Biography: ESCHLIMANN Marine

Abstract

Around 240 million people are chronically infected by Hepatitis B virus (HBV) worlwide. The clearance of HBV surface Antigen (HBsAg) correlated with a good clinical prognosis is rarely achieved, even on anti-HBV treatments. HBV envelope proteins play a crucial role in virus cellular entry and in immune recognition. Our hypothesis is that the variability of HBV envelope proteins could influence HBsAg clearance or persistence, as suggested in our previous study on HBV genotype D (Velay et al., JVH, 2016). This study was extended to HBV genotype A infected patients with different clinical profiles: acute (n=4) or chronic hepatitis B (n=6) and HBV/HIV coinfection under treatment (n=6). In each group, patients with HBsAg clearance (Resolvers-R) were compared to Non-Resolvers (NR). For this purpose, HBV S and preS sequences were studied by bulk genotyping and ultra-deep sequencing (UDS). Amino acid sequences were analized with bioinformatics for predicted antigenicity. More frequent major mutations were observed in S gene than in preS region (p=0.02 in acute HBV infection).
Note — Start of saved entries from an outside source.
// Copyright (c) 2025 Soumyadip Sarkar.
// All rights reserved.
//
// This source code is licensed under the license found in the
// LICENSE file in the root directory of this source tree.

use std::fmt;
use thiserror::Error;

/// Failure reported by a bills store.
#[derive(Debug, Error)]
pub enum StoreError {
    #[error("Erreur {status}")]
    Status { status: u16, body: String },

    #[error("Erreur réseau : {0}")]
    Network(#[from] reqwest::Error),

    #[error("Erreur de décodage : {0}")]
    Decode(#[from] serde_json::Error),

    #[error("{0}")]
    Message(String),
}

impl StoreError {
    pub fn not_found() -> Self {
        StoreError::Status {
            status: 404,
            body: String::new(),
        }
    }

    pub fn server_error() -> Self {
        StoreError::Status {
            status: 500,
            body: String::new(),
        }
    }
}

#[derive(Debug, Clone, PartialEq, Eq, Error)]
#[error("invalid date '{raw}'")]
pub struct FormatError {
    pub raw: String,
}

#[derive(Debug, Clone, PartialEq, Eq, Error)]
#[error("unknown route '{0}'")]
pub struct RouteNotFound(pub String);

#[derive(Debug, Error)]
pub enum SessionError {
    #[error("no user stored in session")]
    Missing,

    #[error("invalid user descriptor: {0}")]
    Invalid(#[from] serde_json::Error),
}

#[derive(Debug, Clone, Copy, PartialEq, Eq, Hash)]
pub enum TransportErrorKind {
    NotFound,
    ServerError,
    Unknown,
}

impl TransportErrorKind {
    pub fn code(self) -> &'static str {
        match self {
            TransportErrorKind::NotFound => "404",
            TransportErrorKind::ServerError => "500",
            TransportErrorKind::Unknown => "unknown",
        }
    }
}

/// A store failure after classification, ready to be shown to the user.
#[derive(Debug, Clone, PartialEq, Eq)]
pub struct TransportError {
    pub kind: TransportErrorKind,
    pub status: Option<u16>,
    pub message: String,
}

impl TransportError {
    /// Classifies by message content: "404" wins over "500".
    pub fn classify(message: &str) -> Self {
        let kind = if message.contains("404") {
            TransportErrorKind::NotFound
        } else if message.contains("500") {
            TransportErrorKind::ServerError
        } else {
            TransportErrorKind::Unknown
        };
        TransportError {
            kind,
            status: None,
            message: message.to_string(),
        }
    }

    pub fn from_status(status: u16, message: &str) -> Self {
        let kind = match status {
            404 => TransportErrorKind::NotFound,
            500..=599 => TransportErrorKind::ServerError,
            _ => TransportErrorKind::Unknown,
        };
        TransportError {
            kind,
            status: Some(status),
            message: message.to_string(),
        }
    }

    pub fn unknown(message: &str) -> Self {
        TransportError {
            kind: TransportErrorKind::Unknown,
            status: None,
            message: message.to_string(),
        }
    }

    pub fn code(&self) -> &'static str {
        self.kind.code()
    }

    pub fn user_message(&self) -> String {
        match self.kind {
            TransportErrorKind::NotFound => {
                "Erreur 404 : la ressource demandée est introuvable".to_string()
            }
            TransportErrorKind::ServerError => format!(
                "Erreur {} : erreur interne du serveur",
                self.status.unwrap_or(500)
            ),
            TransportErrorKind::Unknown if self.message.starts_with("Erreur") => {
                self.message.clone()
            }
            TransportErrorKind::Unknown => format!("Erreur : {}", self.message),
        }
    }
}

/// Status codes decide for HTTP rejections. Only free-form messages are
/// searched for a code, since transport and decode errors may quote a URL.
impl From<&StoreError> for TransportError {
    fn from(e: &StoreError) -> Self {
        match e {
            StoreError::Status { status, .. } => {
                TransportError::from_status(*status, &e.to_string())
            }
            StoreError::Network(_) | StoreError::Decode(_) => {
                TransportError::unknown(&e.to_string())
            }
            StoreError::Message(msg) => TransportError::classify(msg),
        }
    }
}

impl fmt::Display for TransportError {
    fn fmt(&self, f: &mut fmt::Formatter<'_>) -> fmt::Result {
        f.write_str(&self.user_message())
    }
}

impl std::error::Error for TransportError {}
Among mutations found exclusively in NR, nine were observed several times (W4stop, T173K/A in preS; R79H, T118A, F134Y, Y161F, E164D, V209L in S). The mutation sY161F, found in four NR, leaded to a decrease in predicted antigenicity (22.6%). In the pol gene overlapping the S gene, the number of mutations tended to be higher in treated than in untreated patients (7.7 vs 3 mutations/patient). These results argue in favor of an influence of HBV envelope variability on the evolution of Hepatitis B in various clinical contexts.